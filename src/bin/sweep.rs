//! Sweep Driver
//!
//! Solves dreidel or Left-Center-Right for a range of player counts and
//! stakes, printing expected game length and each player's win probability.

use std::path::PathBuf;

use anyhow::{bail, Context, Result};
use clap::{Parser, Subcommand, ValueEnum};
use indicatif::{ProgressBar, ProgressStyle};
use tracing::{info, Level};

use markov_game_solver::games::dreidel::{Elimination, HalfRounding};
use markov_game_solver::markov::{LevelStats, SolverConfig};
use markov_game_solver::report::{dreidel_report, dreidel_work_estimate, lcr_report, GameReport, SweepReport};

#[derive(Parser, Debug)]
#[command(author, version, about = "Exact expected lengths and win probabilities of dreidel and LCR")]
struct Args {
    /// Solver settings as JSON (missing fields take defaults)
    #[arg(long, global = true)]
    config: Option<PathBuf>,

    /// Relative residual tolerance, overriding the config file
    #[arg(long, global = true)]
    tolerance: Option<f64>,

    /// Also write the results as JSON
    #[arg(long, global = true)]
    json: Option<PathBuf>,

    /// Log solver progress at debug level
    #[arg(short, long, global = true)]
    verbose: bool,

    #[command(subcommand)]
    command: Command,
}

#[derive(Subcommand, Debug)]
enum Command {
    /// Dreidel over a grid of player counts and starting coins.
    Dreidel {
        #[arg(long, default_value_t = 2)]
        min_players: usize,
        #[arg(long, default_value_t = 7)]
        max_players: usize,
        #[arg(long, default_value_t = 1)]
        min_coins: u32,
        #[arg(long, default_value_t = 15)]
        max_coins: u32,
        /// Who gets the odd coin on Hei
        #[arg(long, value_enum, default_value_t = Half::Up)]
        half: Half,
        /// When a player is out
        #[arg(long, value_enum, default_value_t = Rule::CannotPay)]
        elimination: Rule,
        /// Skip setups whose estimated work exceeds this
        #[arg(long, default_value_t = 1e8)]
        budget: f64,
    },
    /// Left-Center-Right over a range of player counts.
    Lcr {
        #[arg(long, default_value_t = 2)]
        min_players: usize,
        #[arg(long, default_value_t = 7)]
        max_players: usize,
        /// Starting coins per player
        #[arg(long, default_value_t = 3)]
        coins: u32,
        #[arg(long, default_value_t = 3)]
        max_dice: u32,
    },
}

#[derive(Clone, Copy, Debug, ValueEnum)]
enum Half {
    Up,
    Down,
}

impl From<Half> for HalfRounding {
    fn from(half: Half) -> Self {
        match half {
            Half::Up => HalfRounding::Up,
            Half::Down => HalfRounding::Down,
        }
    }
}

#[derive(Clone, Copy, Debug, ValueEnum)]
enum Rule {
    CannotPay,
    Broke,
}

impl From<Rule> for Elimination {
    fn from(rule: Rule) -> Self {
        match rule {
            Rule::CannotPay => Elimination::CannotPay,
            Rule::Broke => Elimination::Broke,
        }
    }
}

fn main() -> Result<()> {
    let args = Args::parse();

    tracing_subscriber::fmt()
        .with_writer(std::io::stderr)
        .with_max_level(if args.verbose { Level::DEBUG } else { Level::WARN })
        .init();

    let mut solver = match &args.config {
        Some(path) => SolverConfig::from_json_file(path)
            .with_context(|| format!("loading {}", path.display()))?,
        None => SolverConfig::default(),
    };
    if let Some(tolerance) = args.tolerance {
        solver = solver.with_tolerance(tolerance);
    }
    solver.validate()?;

    let sweep = match args.command {
        Command::Dreidel {
            min_players,
            max_players,
            min_coins,
            max_coins,
            half,
            elimination,
            budget,
        } => {
            check_range("players", min_players as u64, max_players as u64)?;
            check_range("coins", u64::from(min_coins), u64::from(max_coins))?;
            let mut sweep = SweepReport::new("dreidel", solver.clone());
            for players in min_players..=max_players {
                for coins in min_coins..=max_coins {
                    let work = dreidel_work_estimate(players, coins);
                    if work.map_or(true, |w| w as f64 > budget) {
                        info!(players, coins, ?work, "skipping setup over budget");
                        sweep.skip(players, coins, "estimated work over budget");
                        continue;
                    }
                    let report = with_progress(
                        format!("dreidel {} players x {} coins", players, coins),
                        2 * players as u64,
                        |tick| {
                            dreidel_report(
                                players,
                                coins,
                                half.into(),
                                elimination.into(),
                                &solver,
                                tick,
                            )
                        },
                    )?;
                    sweep.push(report);
                }
            }
            sweep
        }
        Command::Lcr {
            min_players,
            max_players,
            coins,
            max_dice,
        } => {
            check_range("players", min_players as u64, max_players as u64)?;
            let mut sweep = SweepReport::new("left-center-right", solver.clone());
            for players in min_players..=max_players {
                let levels = players as u64 * u64::from(coins);
                let report = with_progress(
                    format!("lcr {} players x {} coins", players, coins),
                    2 * levels,
                    |tick| lcr_report(players, coins, max_dice, &solver, tick),
                )?;
                sweep.push(report);
            }
            sweep
        }
    };

    print!("{}", sweep);

    if let Some(path) = &args.json {
        sweep
            .save_json(path)
            .with_context(|| format!("writing {}", path.display()))?;
        info!(path = %path.display(), "saved results");
    }

    Ok(())
}

fn check_range(what: &str, min: u64, max: u64) -> Result<()> {
    if min > max {
        bail!("empty {} range: {} > {}", what, min, max);
    }
    Ok(())
}

/// Run one setup with a progress bar that ticks once per solved level.
fn with_progress<S, E>(label: String, levels: u64, solve: S) -> Result<GameReport>
where
    S: FnOnce(&mut dyn FnMut(&LevelStats)) -> std::result::Result<GameReport, E>,
    E: std::error::Error + Send + Sync + 'static,
{
    let bar = ProgressBar::new(levels);
    bar.set_style(
        ProgressStyle::with_template("{msg:32} [{bar:30}] {pos}/{len} levels ({elapsed})")?
            .progress_chars("=> "),
    );
    bar.set_message(label.clone());

    let mut tick = |stats: &LevelStats| {
        bar.set_message(format!("{} (level {}, {} states)", label, stats.level, stats.states));
        bar.inc(1);
    };
    let result = solve(&mut tick);
    bar.finish_and_clear();

    let report = result.with_context(|| format!("solving {}", label))?;
    info!(
        game = %report.game,
        players = report.players,
        coins = report.coins_per_player,
        states = report.states,
        seconds = report.elapsed_seconds,
        "solved setup"
    );
    Ok(report)
}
- - - -
# Exercise:
How many of the lines in these entries hold "label"? Report only the count.

# Solution to this problem:
4